> Goal of the exercise:
The lines to copy are those holding the string "Unauthorized" in the entries below.

> Data extract:
————————

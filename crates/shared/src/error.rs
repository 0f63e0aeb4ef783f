use serde::{Deserialize, Serialize};
use thiserror::Error;

use crate::rules::RuleViolation;

#[derive(Debug, Clone, Copy, PartialEq, Eq, Serialize, Deserialize)]
#[serde(rename_all = "snake_case")]
pub enum ErrorCode {
    Unauthorized,
    Forbidden,
    NotFound,
    Validation,
    Conflict,
    Unavailable,
    Provider,
    Internal,
}

impl ErrorCode {
    pub fn http_status(self) -> u16 {
        match self {
            ErrorCode::Unauthorized => 401,
            ErrorCode::Forbidden => 403,
            ErrorCode::NotFound => 404,
            ErrorCode::Validation => 400,
            ErrorCode::Conflict => 409,
            ErrorCode::Unavailable => 503,
            ErrorCode::Provider => 502,
            ErrorCode::Internal => 500,
        }
    }
}

#[derive(Debug, Clone, Serialize, Deserialize)]
pub struct ApiError {
    pub code: ErrorCode,
    pub message: String,
}

impl ApiError {
    pub fn new(code: ErrorCode, message: impl Into<String>) -> Self {
        Self {
            code,
            message: message.into(),
        }
    }
}

impl From<RuleViolation> for ApiError {
    fn from(value: RuleViolation) -> Self {
        Self::new(ErrorCode::Validation, value.to_string())
    }
}

#[derive(Debug, Error)]
#[error("{code:?}: {message}")]
pub struct ApiException {
    pub code: ErrorCode,
    pub message: String,
}

impl ApiException {
    pub fn new(code: ErrorCode, message: impl Into<String>) -> Self {
        Self {
            code,
            message: message.into(),
        }
    }
}

impl From<ApiException> for ApiError {
    fn from(value: ApiException) -> Self {
        Self {
            code: value.code,
            message: value.message,
        }
    }
}

impl From<ApiError> for ApiException {
    fn from(value: ApiError) -> Self {
        Self {
            code: value.code,
            message: value.message,
        }
    }
}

————————

> Solution for this exercise:
    Unauthorized,
            ErrorCode::Unauthorized => 401,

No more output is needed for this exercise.